══ Supplied records ══

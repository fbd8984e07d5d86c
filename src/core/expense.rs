use super::calculator::TaxCalculationResult;
use super::config::EngineConfig;
use super::gross::{exceeds_gross_limit, is_mileage};
use super::rates::RetentionType;
use super::warnings::ExpenseWarning;
use chrono::NaiveDate;
use cotax_derive::CsvSchema;
use rust_decimal::Decimal;
use schemars::JsonSchema;
use serde::de::{self, Deserializer, Visitor};
use serde::{Deserialize, Serialize};
use std::fmt;
use std::io::{Read, Write};
use std::str::FromStr;

#[derive(Debug, thiserror::Error)]
pub enum ExpenseError {
    #[error("csv: {0}")]
    Csv(#[from] csv::Error),
    #[error("json: {0}")]
    Json(#[from] serde_json::Error),
    #[error(transparent)]
    Io(#[from] std::io::Error),
}

/// Column description generated by `#[derive(CsvSchema)]`
#[derive(Debug, Clone, Copy, PartialEq, Eq)]
pub struct CsvField {
    pub name: &'static str,
    pub required: bool,
    pub description: &'static str,
}

/// A decimal-like input that may not parse.
///
/// Accepts numbers and numeric strings; anything else is kept as `Invalid`
/// so it can be reported and then counted as zero.
#[derive(Debug, Clone, PartialEq, Eq)]
pub enum LenientDecimal {
    Value(Decimal),
    Invalid(String),
}

impl LenientDecimal {
    pub fn parse(raw: &str) -> Self {
        let trimmed = raw.trim();
        Decimal::from_str(trimmed)
            .or_else(|_| Decimal::from_scientific(trimmed))
            .map(LenientDecimal::Value)
            .unwrap_or_else(|_| LenientDecimal::Invalid(raw.to_string()))
    }

    pub fn value(&self) -> Option<Decimal> {
        match self {
            LenientDecimal::Value(value) => Some(*value),
            LenientDecimal::Invalid(_) => None,
        }
    }
}

impl<'de> Deserialize<'de> for LenientDecimal {
    fn deserialize<D: Deserializer<'de>>(deserializer: D) -> Result<Self, D::Error> {
        deserializer.deserialize_any(LenientDecimalVisitor)
    }
}

struct LenientDecimalVisitor;

const JSON_NUMBER_TOKEN: &str = "$serde_json::private::Number";

impl<'de> Visitor<'de> for LenientDecimalVisitor {
    type Value = LenientDecimal;

    fn expecting(&self, f: &mut fmt::Formatter) -> fmt::Result {
        f.write_str("a number or a numeric string")
    }

    fn visit_i64<E: de::Error>(self, v: i64) -> Result<Self::Value, E> {
        Ok(LenientDecimal::Value(Decimal::from(v)))
    }

    fn visit_u64<E: de::Error>(self, v: u64) -> Result<Self::Value, E> {
        Ok(LenientDecimal::Value(Decimal::from(v)))
    }

    fn visit_i128<E: de::Error>(self, v: i128) -> Result<Self::Value, E> {
        Ok(Decimal::try_from(v)
            .map(LenientDecimal::Value)
            .unwrap_or_else(|_| LenientDecimal::Invalid(v.to_string())))
    }

    fn visit_u128<E: de::Error>(self, v: u128) -> Result<Self::Value, E> {
        Ok(Decimal::try_from(v)
            .map(LenientDecimal::Value)
            .unwrap_or_else(|_| LenientDecimal::Invalid(v.to_string())))
    }

    // Only reached from self-describing formats that already decoded a float
    fn visit_f64<E: de::Error>(self, v: f64) -> Result<Self::Value, E> {
        Ok(LenientDecimal::parse(&v.to_string()))
    }

    // serde_json with `arbitrary_precision` hands non-integer numbers over as
    // a single-entry map holding the literal text
    fn visit_map<A: de::MapAccess<'de>>(self, mut map: A) -> Result<Self::Value, A::Error> {
        match map.next_key::<String>()? {
            Some(key) if key == JSON_NUMBER_TOKEN => {
                let literal: String = map.next_value()?;
                Ok(LenientDecimal::parse(&literal))
            }
            _ => Err(de::Error::invalid_type(de::Unexpected::Map, &self)),
        }
    }

    fn visit_str<E: de::Error>(self, v: &str) -> Result<Self::Value, E> {
        Ok(LenientDecimal::parse(v))
    }

    fn visit_bool<E: de::Error>(self, v: bool) -> Result<Self::Value, E> {
        Ok(LenientDecimal::Invalid(v.to_string()))
    }
}

// Schema stand-in for `LenientDecimal`
#[allow(dead_code)]
#[derive(JsonSchema)]
#[serde(untagged)]
enum NumberOrString {
    Number(f64),
    Text(String),
}

/// Expense record as exported by the back office (CSV row or JSON object)
#[derive(Debug, Clone, Deserialize, JsonSchema, CsvSchema)]
pub struct ExpenseRecord {
    /// Identifier in the source system
    #[serde(default)]
    pub id: Option<String>,
    /// Expense date (YYYY-MM-DD)
    #[serde(default)]
    pub date: Option<NaiveDate>,
    /// Supplier name
    #[serde(default)]
    pub supplier: Option<String>,
    /// Free text description
    #[serde(default)]
    pub description: Option<String>,
    /// Business category; "mileage" values the expense by distance
    pub category: String,
    /// Subcategory identifier used for Rete-Fuente classification
    pub subcategory: String,
    /// Gross amount before IVA
    #[serde(default)]
    #[schemars(with = "Option<NumberOrString>")]
    pub amount: Option<LenientDecimal>,
    /// Distance travelled (mileage category only)
    #[serde(default)]
    #[schemars(with = "Option<NumberOrString>")]
    pub miles: Option<LenientDecimal>,
    /// Whether the provider is registered for IVA (defaults to true)
    #[serde(default)]
    pub provider_vat_registered: Option<bool>,
}

/// CSV row with `amount` and `miles` kept as cell text.
///
/// The csv deserializer infers `f64` for decimal-looking cells, so the
/// numeric columns are parsed here instead.
#[derive(Debug, Deserialize)]
struct ExpenseCsvRow {
    #[serde(default)]
    id: Option<String>,
    #[serde(default)]
    date: Option<NaiveDate>,
    #[serde(default)]
    supplier: Option<String>,
    #[serde(default)]
    description: Option<String>,
    category: String,
    subcategory: String,
    #[serde(default)]
    amount: Option<String>,
    #[serde(default)]
    miles: Option<String>,
    #[serde(default)]
    provider_vat_registered: Option<bool>,
}

impl From<ExpenseCsvRow> for ExpenseRecord {
    fn from(row: ExpenseCsvRow) -> Self {
        ExpenseRecord {
            id: row.id,
            date: row.date,
            supplier: row.supplier,
            description: row.description,
            category: row.category,
            subcategory: row.subcategory,
            amount: row.amount.as_deref().map(LenientDecimal::parse),
            miles: row.miles.as_deref().map(LenientDecimal::parse),
            provider_vat_registered: row.provider_vat_registered,
        }
    }
}

/// JSON input root
#[derive(Debug, Clone, Deserialize, JsonSchema)]
pub struct ExpenseFile {
    pub expenses: Vec<ExpenseRecord>,
}

/// Expense with every input resolved to the value the engine uses
#[derive(Debug, Clone, PartialEq, Eq)]
pub struct ExpenseInput {
    pub id: Option<String>,
    pub date: Option<NaiveDate>,
    pub supplier: Option<String>,
    pub description: Option<String>,
    pub category: String,
    pub subcategory: String,
    pub amount: Option<Decimal>,
    pub miles: Option<Decimal>,
    pub provider_vat_registered: bool,
}

impl ExpenseRecord {
    /// Data quality findings for this record under the given configuration
    pub fn warnings(&self, config: &EngineConfig) -> Vec<ExpenseWarning> {
        let mut warnings = Vec::new();

        let (field, input) = if is_mileage(&self.category) {
            ("miles", &self.miles)
        } else {
            ("amount", &self.amount)
        };
        match input {
            None => warnings.push(ExpenseWarning::MissingAmount {
                field: field.to_string(),
            }),
            Some(LenientDecimal::Invalid(raw)) => {
                warnings.push(ExpenseWarning::UnparseableAmount {
                    field: field.to_string(),
                    raw: raw.clone(),
                })
            }
            Some(LenientDecimal::Value(value)) if value.is_sign_negative() && !value.is_zero() => {
                warnings.push(ExpenseWarning::NegativeValueClamped { value: *value })
            }
            Some(LenientDecimal::Value(value))
                if exceeds_gross_limit(&self.category, *value, config.rates()) =>
            {
                warnings.push(ExpenseWarning::GrossValueCapped {
                    field: field.to_string(),
                    value: *value,
                })
            }
            Some(LenientDecimal::Value(_)) => {}
        }

        if config.classifier().lookup(&self.subcategory).is_none() {
            warnings.push(ExpenseWarning::UnmappedSubcategory {
                subcategory: self.subcategory.clone(),
            });
        }
        warnings
    }
}

impl From<ExpenseRecord> for ExpenseInput {
    fn from(record: ExpenseRecord) -> Self {
        let id = record.id;
        let resolve = |field: &str, input: Option<LenientDecimal>| match input {
            Some(LenientDecimal::Value(value)) => Some(value),
            Some(LenientDecimal::Invalid(raw)) => {
                log::warn!(
                    "Expense {}: unparseable {} {:?}, using 0",
                    id.as_deref().unwrap_or("-"),
                    field,
                    raw
                );
                None
            }
            None => None,
        };
        let amount = resolve("amount", record.amount);
        let miles = resolve("miles", record.miles);

        ExpenseInput {
            id,
            date: record.date,
            supplier: record.supplier,
            description: record.description,
            category: record.category,
            subcategory: record.subcategory,
            amount,
            miles,
            provider_vat_registered: record.provider_vat_registered.unwrap_or(true),
        }
    }
}

/// Read expense records from CSV
pub fn read_csv<R: Read>(reader: R) -> Result<Vec<ExpenseRecord>, ExpenseError> {
    let mut rdr = csv::ReaderBuilder::new().trim(csv::Trim::All).from_reader(reader);
    let mut records = rdr
        .deserialize::<ExpenseCsvRow>()
        .map(|row| row.map(ExpenseRecord::from))
        .collect::<Result<Vec<_>, _>>()?;
    records.sort_by_key(|r| r.date);
    log::info!("Read {} expense records", records.len());
    Ok(records)
}

/// Read expense records from JSON (`{"expenses": [...]}`)
pub fn read_json<R: Read>(reader: R) -> Result<Vec<ExpenseRecord>, ExpenseError> {
    let input: ExpenseFile = serde_json::from_reader(reader)?;
    let mut records = input.expenses;
    records.sort_by_key(|r| r.date);
    log::info!("Read {} expense records", records.len());
    Ok(records)
}

/// A computed breakdown as written to CSV, one row per expense
#[derive(Debug, Clone, PartialEq, Eq, Serialize)]
pub struct BreakdownRecord {
    pub id: Option<String>,
    pub date: Option<NaiveDate>,
    pub category: String,
    pub subcategory: String,
    pub retention_type: RetentionType,
    pub provider_vat_registered: bool,
    pub gross_value: Decimal,
    pub vat: Decimal,
    pub total_with_vat: Decimal,
    pub rete_fuente: Decimal,
    pub rete_iva: Decimal,
    pub rete_ica: Decimal,
    pub total_withholdings: Decimal,
    pub net_payable: Decimal,
}

impl BreakdownRecord {
    pub fn new(expense: &ExpenseInput, result: &TaxCalculationResult) -> Self {
        BreakdownRecord {
            id: expense.id.clone(),
            date: expense.date,
            category: expense.category.clone(),
            subcategory: expense.subcategory.clone(),
            retention_type: result.retention_type,
            provider_vat_registered: expense.provider_vat_registered,
            gross_value: result.gross_value,
            vat: result.vat,
            total_with_vat: result.total_with_vat,
            rete_fuente: result.rete_fuente,
            rete_iva: result.rete_iva,
            rete_ica: result.rete_ica,
            total_withholdings: result.total_withholdings,
            net_payable: result.net_payable,
        }
    }
}

pub fn write_breakdowns_csv<W: Write>(
    rows: &[BreakdownRecord],
    writer: W,
) -> Result<(), ExpenseError> {
    let mut wtr = csv::Writer::from_writer(writer);
    for row in rows {
        wtr.serialize(row)?;
    }
    wtr.flush()?;
    Ok(())
}

/// A previously computed breakdown read back from storage.
///
/// Legacy rows may lack any of the numeric columns, and cells that are not
/// numbers count as absent.
#[derive(Debug, Clone, Default, PartialEq, Eq, Deserialize)]
pub struct StoredBreakdown {
    #[serde(default)]
    pub id: Option<String>,
    #[serde(default)]
    pub date: Option<NaiveDate>,
    #[serde(default)]
    pub category: Option<String>,
    #[serde(default)]
    pub retention_type: Option<RetentionType>,
    #[serde(default, deserialize_with = "lenient_cell")]
    pub gross_value: Option<Decimal>,
    #[serde(default, deserialize_with = "lenient_cell")]
    pub vat: Option<Decimal>,
    #[serde(default, deserialize_with = "lenient_cell")]
    pub rete_fuente: Option<Decimal>,
    #[serde(default, deserialize_with = "lenient_cell")]
    pub rete_iva: Option<Decimal>,
    #[serde(default, deserialize_with = "lenient_cell")]
    pub rete_ica: Option<Decimal>,
    #[serde(default, deserialize_with = "lenient_cell")]
    pub net_payable: Option<Decimal>,
}

impl From<BreakdownRecord> for StoredBreakdown {
    fn from(record: BreakdownRecord) -> Self {
        StoredBreakdown {
            id: record.id,
            date: record.date,
            category: Some(record.category),
            retention_type: Some(record.retention_type),
            gross_value: Some(record.gross_value),
            vat: Some(record.vat),
            rete_fuente: Some(record.rete_fuente),
            rete_iva: Some(record.rete_iva),
            rete_ica: Some(record.rete_ica),
            net_payable: Some(record.net_payable),
        }
    }
}

fn lenient_cell<'de, D: Deserializer<'de>>(deserializer: D) -> Result<Option<Decimal>, D::Error> {
    let cell: Option<String> = Option::deserialize(deserializer)?;
    Ok(match cell.as_deref().map(LenientDecimal::parse) {
        Some(LenientDecimal::Value(value)) => Some(value),
        Some(LenientDecimal::Invalid(raw)) => {
            log::warn!("Stored breakdown value {:?} is not a number, using 0", raw);
            None
        }
        None => None,
    })
}

pub fn read_breakdowns_csv<R: Read>(reader: R) -> Result<Vec<StoredBreakdown>, ExpenseError> {
    let mut rdr = csv::ReaderBuilder::new().trim(csv::Trim::All).from_reader(reader);
    let rows = rdr
        .deserialize::<StoredBreakdown>()
        .collect::<Result<Vec<_>, _>>()?;
    log::info!("Read {} stored breakdowns", rows.len());
    Ok(rows)
}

═══

What the exercise asks:
Report how many lines of the entries above contain the word "JsonSchema", giving the number by itself.

Your response:
4